進むドイツのスマート工場、「インダストリー4.0基準」とは?:IVI公開シンポジウム2017春(2)(2/2 ページ)
「つながる工場」実現に向け、製造業、製造機械メーカー、ITベンダーなどが参加する「Industrial Value Chain Initiative(IVI)」は、取り組みの進捗状況を紹介するIVI公開シンポジウムを開催。同シンポジウムの内容を紹介する本連載の第2回では、IVIエバンジェリストであるアクセル・ザーレック氏による、ドイツ「インダストリー4.0」の進捗状況の解説内容をお伝えする。
インダストリー4.0製品の基準作り
インダストリー4.0の進捗状況についてはザーレック氏は「共通モデルと標準化によって実現可能な柔軟性を実現するということが目指す点だ。ただ、実現には5年以上かかり、過渡的に一部のみの標準や複数の標準が並立するような状況が続く。将来的な方向性を意識しつつ、現在あるいは中期的な状況に対応していく必要がある」と述べる。
こうした状況を受けて「インダストリー4.0対応製品についても、途切れのないアプローチを採用していく必要がある」とザーレック氏は強調する。インダストリー4.0製品のための基準定義を時間軸の長さに応じて行っていきながら、時間とともに基準や標準をより完全に統一したものにしていくというアプローチが必要だという。
インダストリー4.0対応製品の基準作りについては、ドイツは既に開始しており、2016年11月にドイツ電気・電子工業連盟(ZVEI)が「インダストリー4.0製品はどのような基準を満たすか」という白書を公開(現状ではドイツ語のみ)。合わせて「インダストリー4.0コンポーネントの管理シェルの例」とした白書も公開(同)し、基準の枠組み作りを進めようとしている。
具体的には、インダストリー4.0の参照モデルである「Reference Architecture Model Industrie 4.0(RAMI4.0)」※)をベースに7つの基準区分を提唱しているという。7つの基準は以下の通りである。

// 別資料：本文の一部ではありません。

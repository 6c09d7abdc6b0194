// Copyright 2025 Neuraville Inc.
// SPDX-License-Identifier: Apache-2.0

//! # Hebbian Synapse
//!
//! Two-factor Hebbian learning over a dense cable.
//!
//! ```text
//! advance: outputs = inputs · (W·resist_scale) + b
//! evolve:  dW = (pre·pre_w)ᵀ · (post·post_w)
//!          dW = dW ⊙ (w_bound - |W|)      if w_bound > 0
//!          dW = dW - W·w_decay            if w_decay > 0
//!          (dW, db) = (dW, colsum(post·post_w)) · sign_val
//!          (W, b) = optimizer((W, b), (dW, db));  W = clip(W)
//! ```

use super::cable::{Cable, CableParameters, Constraints};
use crate::error::{PlasticityError, Result};
use crate::optim::{Optimizer, OptimizerKind};
use core::str::FromStr;
use ndarray::Axis;
use neurodyn_config::NeurodynConfig;
use neurodyn_npu_neural::{Command, CompartmentMap, Component, NeuralError, PrngKey, StepClock, Tensor};
use std::any::Any;
use std::path::Path;
use tracing::{debug, trace};

#[derive(Debug, Clone, Copy, PartialEq)]
pub struct HebbianParameters {
    /// Global learning rate
    pub eta: f32,
    /// Soft bound and clip limit (0 disables both)
    pub w_bound: f32,
    pub is_nonnegative: bool,
    pub w_decay: f32,
    /// Multiplies the final update (-1 turns ascent into descent)
    pub sign_val: f32,
    pub optimizer: OptimizerKind,
    pub pre_wght: f32,
    pub post_wght: f32,
    pub cable: CableParameters,
}

impl Default for HebbianParameters {
    fn default() -> Self {
        Self {
            eta: 0.0,
            w_bound: 1.0,
            is_nonnegative: false,
            w_decay: 0.0,
            sign_val: 1.0,
            optimizer: OptimizerKind::Sgd,
            pre_wght: 1.0,
            post_wght: 1.0,
            cable: CableParameters::default(),
        }
    }
}

impl HebbianParameters {
    pub fn from_config(config: &NeurodynConfig) -> Result<Self> {
        let hebbian = &config.hebbian;
        let params = Self {
            eta: hebbian.eta,
            w_bound: hebbian.w_bound,
            is_nonnegative: hebbian.is_nonnegative,
            w_decay: hebbian.w_decay,
            sign_val: hebbian.sign_val,
            optimizer: OptimizerKind::from_str(&hebbian.optim_type)?,
            pre_wght: hebbian.pre_wght,
            post_wght: hebbian.post_wght,
            cable: CableParameters {
                resist_scale: hebbian.resist_scale,
                p_conn: hebbian.p_conn,
                ..CableParameters::default()
            },
        };
        params.validate()?;
        Ok(params)
    }

    pub fn validate(&self) -> Result<()> {
        if self.w_bound < 0.0 {
            return Err(PlasticityError::InvalidParameter(format!(
                "Hebbian: w_bound must be >= 0 (got {})",
                self.w_bound
            )));
        }
        if self.w_decay < 0.0 {
            return Err(PlasticityError::InvalidParameter(format!(
                "Hebbian: w_decay must be >= 0 (got {})",
                self.w_decay
            )));
        }
        self.cable.validate()
    }

    fn constraints(&self) -> Constraints {
        Constraints {
            w_bound: self.w_bound,
            is_nonnegative: self.is_nonnegative,
        }
    }
}

/// Pure Hebbian update: `(dW, db)`
pub fn calc_update(params: &HebbianParameters, pre: &Tensor, post: &Tensor, weights: &Tensor) -> (Tensor, Tensor) {
    let pre = pre * params.pre_wght;
    let post = post * params.post_wght;
    let mut dw = pre.t().dot(&post);
    if params.w_bound > 0.0 {
        dw = dw * &weights.mapv(|w| params.w_bound - w.abs());
    }
    if params.w_decay > 0.0 {
        dw = dw - &(weights * params.w_decay);
    }
    let db = post.sum_axis(Axis(0)).insert_axis(Axis(0));
    (dw * params.sign_val, db * params.sign_val)
}

/// Compartments: `inputs`, `outputs`, `pre`, `post`, `weights`, `biases`,
/// `dW`, `db`, `key`.
#[derive(Debug)]
pub struct HebbianSynapse {
    name: String,
    batch_size: usize,
    params: HebbianParameters,
    cable: Cable,
    optimizer: Box<dyn Optimizer>,
    compartments: CompartmentMap,
}

impl HebbianSynapse {
    pub fn new(
        name: &str,
        shape: (usize, usize),
        batch_size: usize,
        params: HebbianParameters,
        key: PrngKey,
    ) -> Result<Self> {
        params.validate()?;
        let (n_in, n_out) = shape;
        let mut compartments = CompartmentMap::new(name);
        let cable = Cable::build(&mut compartments, shape, batch_size, &params.cable, key)?;
        compartments
            .declare("pre", Tensor::zeros((batch_size, n_in)))
            .declare("post", Tensor::zeros((batch_size, n_out)))
            .declare("dW", Tensor::zeros(shape))
            .declare("db", Tensor::zeros((1, n_out)));
        debug!(
            synapse = name,
            ?shape,
            eta = params.eta,
            optimizer = ?params.optimizer,
            "Hebbian synapse created"
        );
        Ok(Self {
            name: name.to_string(),
            batch_size,
            optimizer: params.optimizer.build(params.eta),
            params,
            cable,
            compartments,
        })
    }

    pub fn params(&self) -> &HebbianParameters {
        &self.params
    }

    pub fn advance(&mut self) -> Result<()> {
        let outputs = self.cable.forward(&self.compartments)?;
        self.compartments.set_tensor("outputs", outputs)?;
        Ok(())
    }

    /// Compute `(dW, db)`, commit them through the optimizer and clip
    pub fn evolve(&mut self) -> Result<()> {
        let c = &self.compartments;
        let (dw, db) = calc_update(&self.params, c.tensor("pre")?, c.tensor("post")?, c.tensor("weights")?);
        trace!(
            synapse = %self.name,
            dw_abs_sum = dw.iter().map(|d| d.abs()).sum::<f32>(),
            "Hebbian evolve"
        );
        self.compartments.set_tensor("dW", dw.clone())?;
        self.compartments.set_tensor("db", db.clone())?;
        self.cable.commit(
            &mut self.compartments,
            self.optimizer.as_mut(),
            dw,
            Some(db),
            self.params.constraints(),
        )
    }

    pub fn reset_batch(&mut self, batch_size: usize) -> Result<()> {
        let (n_in, n_out) = self.cable.shape();
        self.cable.reset(&mut self.compartments, batch_size)?;
        let c = &mut self.compartments;
        c.reshape("pre", Tensor::zeros((batch_size, n_in)))?;
        c.reshape("post", Tensor::zeros((batch_size, n_out)))?;
        c.set_tensor("dW", Tensor::zeros((n_in, n_out)))?;
        c.set_tensor("db", Tensor::zeros((1, n_out)))?;
        self.batch_size = batch_size;
        Ok(())
    }
}

impl Component for HebbianSynapse {
    fn name(&self) -> &str {
        &self.name
    }

    fn compartments(&self) -> &CompartmentMap {
        &self.compartments
    }

    fn compartments_mut(&mut self) -> &mut CompartmentMap {
        &mut self.compartments
    }

    fn supports(&self, command: Command) -> bool {
        matches!(command, Command::Advance | Command::Evolve | Command::Reset)
    }

    fn execute(&mut self, command: Command, _clock: StepClock) -> neurodyn_npu_neural::Result<()> {
        match command {
            Command::Advance => Ok(self.advance()?),
            Command::Evolve => Ok(self.evolve()?),
            Command::Reset => Ok(self.reset_batch(self.batch_size)?),
            other => Err(NeuralError::UnknownCommand(format!("{} on {}", other, self.name))),
        }
    }

    fn save(&self, directory: &Path) -> neurodyn_npu_neural::Result<()> {
        Ok(self.cable.save(&self.name, &self.compartments, directory)?)
    }

    fn load(&mut self, directory: &Path) -> neurodyn_npu_neural::Result<()> {
        Ok(self.cable.load(&self.name, &mut self.compartments, directory)?)
    }

    fn as_any(&self) -> &dyn Any {
        self
    }

    fn as_any_mut(&mut self) -> &mut dyn Any {
        self
    }
}

#[cfg(test)]
mod tests {
    use super::*;
    use ndarray::array;
    use neurodyn_npu_neural::WeightInit;

    fn constant(value: f32, params: HebbianParameters) -> HebbianParameters {
        HebbianParameters {
            cable: CableParameters {
                weight_init: WeightInit::Constant { value },
                bias_init: Some(WeightInit::Constant { value: 0.0 }),
                ..params.cable
            },
            ..params
        }
    }

    #[test]
    fn test_calc_update_outer_product() {
        let params = HebbianParameters {
            w_bound: 0.0,
            ..HebbianParameters::default()
        };
        let (dw, db) = calc_update(&params, &array![[1.0, 0.0]], &array![[2.0, 3.0]], &Tensor::zeros((2, 2)));
        assert_eq!(dw, array![[2.0, 3.0], [0.0, 0.0]]);
        assert_eq!(db, array![[2.0, 3.0]]);
    }

    #[test]
    fn test_calc_update_soft_bound_decay_and_sign() {
        let params = HebbianParameters {
            w_bound: 1.0,
            w_decay: 0.5,
            sign_val: -1.0,
            ..HebbianParameters::default()
        };
        let w = array![[0.5]];
        let (dw, db) = calc_update(&params, &array![[1.0]], &array![[1.0]], &w);
        // (1·(1 - 0.5) - 0.5·0.5)·(-1)
        assert_eq!(dw, array![[-0.25]]);
        assert_eq!(db, array![[-1.0]]);
    }

    #[test]
    fn test_evolve_ascends_with_negative_sign() {
        let params = constant(
            0.2,
            HebbianParameters {
                eta: 0.1,
                w_bound: 0.0,
                sign_val: -1.0,
                ..HebbianParameters::default()
            },
        );
        let mut syn = HebbianSynapse::new("w", (2, 1), 1, params, PrngKey::new(1)).unwrap();
        syn.compartments_mut().set_tensor("pre", array![[1.0, 0.0]]).unwrap();
        syn.compartments_mut().set_tensor("post", array![[1.0]]).unwrap();
        syn.execute(Command::Evolve, StepClock::new(0.0, 1.0)).unwrap();
        let w = syn.compartments().tensor("weights").unwrap();
        assert!((w[[0, 0]] - 0.3).abs() < 1e-6);
        assert!((w[[1, 0]] - 0.2).abs() < 1e-6);
        assert!((syn.compartments().tensor("biases").unwrap()[[0, 0]] - 0.1).abs() < 1e-6);
    }

    #[test]
    fn test_evolve_respects_bounds() {
        let params = constant(
            0.9,
            HebbianParameters {
                eta: 10.0,
                w_bound: 1.0,
                is_nonnegative: true,
                sign_val: -1.0,
                ..HebbianParameters::default()
            },
        );
        let mut syn = HebbianSynapse::new("w", (3, 3), 2, params, PrngKey::new(1)).unwrap();
        syn.compartments_mut().set_tensor("pre", Tensor::ones((2, 3))).unwrap();
        syn.compartments_mut().set_tensor("post", Tensor::ones((2, 3))).unwrap();
        for _ in 0..5 {
            syn.evolve().unwrap();
            assert!(syn
                .compartments()
                .tensor("weights")
                .unwrap()
                .iter()
                .all(|&w| (0.0..=1.0).contains(&w)));
        }
    }

    #[test]
    fn test_from_config_rejects_unknown_optimizer() {
        let mut config = NeurodynConfig::default();
        config.hebbian.optim_type = "lbfgs".to_string();
        assert!(matches!(
            HebbianParameters::from_config(&config),
            Err(PlasticityError::UnknownOptimizer(_))
        ));
        config.hebbian.optim_type = "adam".to_string();
        assert_eq!(HebbianParameters::from_config(&config).unwrap().optimizer, OptimizerKind::Adam);
    }

    #[test]
    fn test_reset_reinitializes_weights_when_configured() {
        for reinit_on_reset in [false, true] {
            let base = constant(
                0.2,
                HebbianParameters {
                    eta: 0.1,
                    w_bound: 0.0,
                    sign_val: -1.0,
                    ..HebbianParameters::default()
                },
            );
            let params = HebbianParameters {
                cable: CableParameters {
                    reinit_on_reset,
                    ..base.cable
                },
                ..base
            };
            let mut syn = HebbianSynapse::new("w", (2, 1), 1, params, PrngKey::new(1)).unwrap();
            syn.compartments_mut().set_tensor("pre", array![[1.0, 1.0]]).unwrap();
            syn.compartments_mut().set_tensor("post", array![[1.0]]).unwrap();
            syn.execute(Command::Evolve, StepClock::new(0.0, 1.0)).unwrap();
            let learned = syn.compartments().tensor("weights").unwrap().clone();
            assert_ne!(learned, array![[0.2], [0.2]]);

            syn.execute(Command::Reset, StepClock::new(0.0, 1.0)).unwrap();
            let c = syn.compartments();
            if reinit_on_reset {
                assert_eq!(c.tensor("weights").unwrap(), &array![[0.2], [0.2]]);
                assert_eq!(c.tensor("biases").unwrap(), &array![[0.0]]);
            } else {
                assert_eq!(c.tensor("weights").unwrap(), &learned);
            }
        }
    }
}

※)関連記事:インダストリー4.0がいよいよ具体化、ドイツで「実践戦略」が公開
- Identification(認証)
- Industrie 4.0 Communication(通信)
- Industrie 4.0 Semantics(意味付け)
- Virtual Description
- Industrie 4.0 Services and States(サービス)
- Standard Functions(標準機能)
- Security(セキュリティ)
基準の策定についての指針なども定められている。基本的には自己評価に委ねられており、第三者認定機関による認証は不要とする方針。さらに自己評価しやすい基準を用意するという。また、機器の準拠に対する共通のラベルは用意せず、各メーカーが独自で用意する。基準の策定そのものについては、ベンダー非依存とし、各団体のワーキンググループ(WG)が主導して基準作りを行う。これを毎年ブラッシュアップしていくサイクルを作るという。
インダストリー4.0コンポーネントのパーシャルモデル
インダストリー4.0コンポーネントの白書については、新たに管理シェルに何が含まれるのかという特徴が示された。新たに紹介されたのが、特定の機能を部分モデル(パーシャルモデル)としてモデル化する機能である。管理シェルによりカプセル化するモノのある側面を表現する。将来的にはこのパーシャルモデル1つ1つを標準化シていくという流れとなる。